AGIR LOCAL, PENSER GLOBAL? PENSER
LOCAL, AGIR GLOBAL?
Il y a quelques années, à Bruxelles,
lors d'une assemblée censément constituante de feu(?) le « Réseau
des résistances innovantes » lancé à l'initiative des Amis
du Monde diplomatique, j'avais été frappé par l'évidence d'un
vrai paradoxe dans le (dys)fonctionnement usuel de notre société.
D'une part, l'incroyable foisonnement
local des initiatives citoyennes venant des milliers de femmes et
d'hommes de bonne volonté qui peuplent le monde associatif, chez
nous comme partout. Ce qui représente une véritable force de
pression sociale, économique et environnementale. Un authentique
contre-pouvoir populaire, démocratiquement opposable, a priori,
dès lors qu'il prend conscience de sa puissance de feu, à la
tentation totalitaire de toute machine étatique.

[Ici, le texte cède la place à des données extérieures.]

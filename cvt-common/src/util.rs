//! Shared utilities.

const MASK: &str = "***";

/// Keys whose values never reach a log. Longer keys come first so that
/// `POOL_PASSWORD=` wins over `PASSWORD=` at the same position.
const SECRET_KEYS: &[&str] = &[
    "_CONDOR_SEC_PASSWORD_FILE=",
    "AWS_SECRET_ACCESS_KEY=",
    "AZURE_CLIENT_SECRET=",
    "CONDOR_PASSWORD=",
    "POOL_PASSWORD=",
    "--password=",
    "--password ",
    "PASSWORD=",
    "--token=",
    "--token ",
    "SECRET=",
    "TOKEN=",
];

/// Mask credentials in a command line before it reaches a log or artifact.
///
/// Check logs are copied off cluster nodes for debugging; submit and status
/// commands occasionally carry pool passwords or cloud tokens. A value that
/// sits inside a shell-quoted argument is masked up to the closing quote.
pub fn mask_sensitive_command(cmd: &str) -> String {
    let mut out = String::with_capacity(cmd.len());
    let mut quote: Option<char> = None;
    let mut rest = cmd;

    while let Some(c) = rest.chars().next() {
        if let Some(key) = SECRET_KEYS.iter().find(|k| rest.starts_with(**k)) {
            out.push_str(key);
            out.push_str(MASK);
            let value = &rest[key.len()..];
            let len = match quote {
                Some(q) => value.find(q).unwrap_or(value.len()),
                None => bare_value_len(value),
            };
            rest = &value[len..];
            continue;
        }

        quote = match quote {
            Some(q) if c == q => None,
            None if c == '\'' || c == '"' => Some(c),
            other => other,
        };
        out.push(c);
        rest = &rest[c.len_utf8()..];
    }
    out
}

/// Byte length of an unquoted value: up to the first whitespace outside
/// quotes, honouring backslash escapes.
fn bare_value_len(s: &str) -> usize {
    let mut quote: Option<char> = None;
    let mut chars = s.char_indices();
    while let Some((i, c)) = chars.next() {
        match (quote, c) {
            (_, '\\') => {
                chars.next();
            }
            (Some(q), c) if c == q => quote = None,
            (None, '\'' | '"') => quote = Some(c),
            (None, c) if c.is_whitespace() => return i,
            _ => {}
        }
    }
    s.len()
}

#[cfg(test)]
mod tests {
    use super::*;

    #[test]
    fn test_mask_sensitive_command() {
        let cmd = "condor_store_cred add -c POOL_PASSWORD=secret123 --token mytoken --password=hidden";
        let masked = mask_sensitive_command(cmd);

        assert!(masked.contains("POOL_PASSWORD=***"));
        assert!(!masked.contains("secret123"));

        assert!(masked.contains("--token ***"));
        assert!(!masked.contains("mytoken"));

        assert!(masked.contains("--password=***"));
        assert!(!masked.contains("hidden"));
    }

    #[test]
    fn test_repeated_keys_all_masked() {
        assert_eq!(mask_sensitive_command("TOKEN=a TOKEN=b"), "TOKEN=*** TOKEN=***");
    }

    #[test]
    fn test_quoted_value_masked_whole() {
        let cmd = "condor_submit PASSWORD=\"my super secret\" sleep.sub";
        assert_eq!(
            mask_sensitive_command(cmd),
            "condor_submit PASSWORD=*** sleep.sub"
        );
    }

    #[test]
    fn test_secret_inside_quoted_argument() {
        let cmd = "env 'AWS_SECRET_ACCESS_KEY=abc def' condor_submit";
        assert_eq!(
            mask_sensitive_command(cmd),
            "env 'AWS_SECRET_ACCESS_KEY=***' condor_submit"
        );
    }

    #[test]
    fn test_escaped_space_stays_in_value() {
        assert_eq!(
            mask_sensitive_command("SECRET=a\\ b next"),
            "SECRET=*** next"
        );
    }

    #[test]
    fn test_masking_is_idempotent() {
        let once = mask_sensitive_command("CONDOR_PASSWORD=x --token=y");
        assert_eq!(mask_sensitive_command(&once), once);
    }

    #[test]
    fn test_plain_commands_untouched() {
        let cmd = "/opt/condor/current/bin/condor_submit -verbose sleep.sub";
        assert_eq!(mask_sensitive_command(cmd), cmd);
    }
}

D'autre part, comme par un effet de
miroir systémique, l'incommensurable faiblesse structurelle de ce
même monde associatif, résultant de la multiplication des centres
d'intérêt donc de la dispersion centrifuge des efforts, du
gaspillage des énergies individuelles, du cloisonnement, de la
méconnaissance réciproque, voire de la concurrence latente (en
termes de notoriété, de moyens d'action ou de publics-cibles) entre
des initiatives œuvrant
en parallèle, dans une superposition souvent anarchique, sur un même
territoire restreint. D'où un vrai besoin de mise en réseau…

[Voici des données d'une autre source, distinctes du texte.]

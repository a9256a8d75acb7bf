//! The node acceptance suites.

pub mod execute;
pub mod scheduler;

#[cfg(test)]
pub(crate) mod fake {
    use std::cell::RefCell;
    use std::path::Path;
    use std::time::Duration;

    use cvt_common::{CheckResult, CommandResult, CommandRunner, CommandSpec};

    /// Answers by program name; unknown programs exit 127.
    pub struct FakeNode {
        pub responses: Vec<(&'static str, i32, String)>,
        pub seen: RefCell<Vec<CommandSpec>>,
    }

    impl FakeNode {
        pub fn new(responses: Vec<(&'static str, i32, String)>) -> Self {
            Self {
                responses,
                seen: RefCell::new(Vec::new()),
            }
        }

        pub fn calls_to(&self, program: &str) -> Vec<CommandSpec> {
            self.seen
                .borrow()
                .iter()
                .filter(|spec| name_of(&spec.program) == program)
                .cloned()
                .collect()
        }
    }

    fn name_of(program: &str) -> &str {
        Path::new(program)
            .file_name()
            .and_then(|n| n.to_str())
            .unwrap_or(program)
    }

    impl CommandRunner for FakeNode {
        fn run(&self, spec: &CommandSpec) -> CheckResult<CommandResult> {
            self.seen.borrow_mut().push(spec.clone());
            let (exit_code, stdout) = self
                .responses
                .iter()
                .find(|(name, _, _)| *name == name_of(&spec.program))
                .map(|(_, code, out)| (*code, out.clone()))
                .unwrap_or((127, String::new()));
            Ok(CommandResult {
                exit_code,
                stdout,
                stderr: if exit_code == 0 {
                    String::new()
                } else {
                    format!("{} failed", spec.program)
                },
                duration: Duration::ZERO,
                timed_out: false,
            })
        }
    }
}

Du coup, l'idée m'était venue en
réunion de proposer l'établissement d'un cadastre territorial
large, de type infographique en 3D, des résistances innovantes. Une
sorte de recensement cartographique permanent des opérations
d'action citoyenne, répertoriant et connectant thématiquement
toutes les initiatives locales, de manière à en favoriser à moyen
terme le maillage opérationnel, les échanges de bonnes pratiques,
la visibilité et l'efficacité globales.
Est-il besoin de préciser que cet
enthousiasmant mais colossal projet, applaudi par tous, dort encore
quelque part dans les archives de réunions oubliées entre utopistes
de divers bords... à moins qu'un projet semblable bouillonne en ce
moment même dans les éprouvettes numériques de GovInTheLab?
Dans l'organisation d'éducation
permanente (Présence et Action Culturelles) que je représentais
alors, nous avions pourtant contribué, quelques temps auparavant, à
mettre en place une base
de données collectant les outils pédagogiques au service de l'idéal
démocratique, en connexion avec la Coordination nationale pour
la paix et la démocratie. Nous avions même co-organisé entre
associations, en un même lieu et avec une programmation d'une
journée en ateliers d'échange, une bourse aux outils pédagogiques,
« Vive
la démocratie! », dont Internet garde encore quelques traces.
En recherchant les coordonnées
actuelles de cette base de données d'outils démocratiques, ne
serait-ce que pour m'assurer de sa continuité et de son
actualisation – qui semble heureusement se poursuivre- , je suis
tombé sur un article publié en 2009 dans L'Humanité par le
professeur Robert Charvin, sous le titre « Quels
outils démocratiques pour le changement? »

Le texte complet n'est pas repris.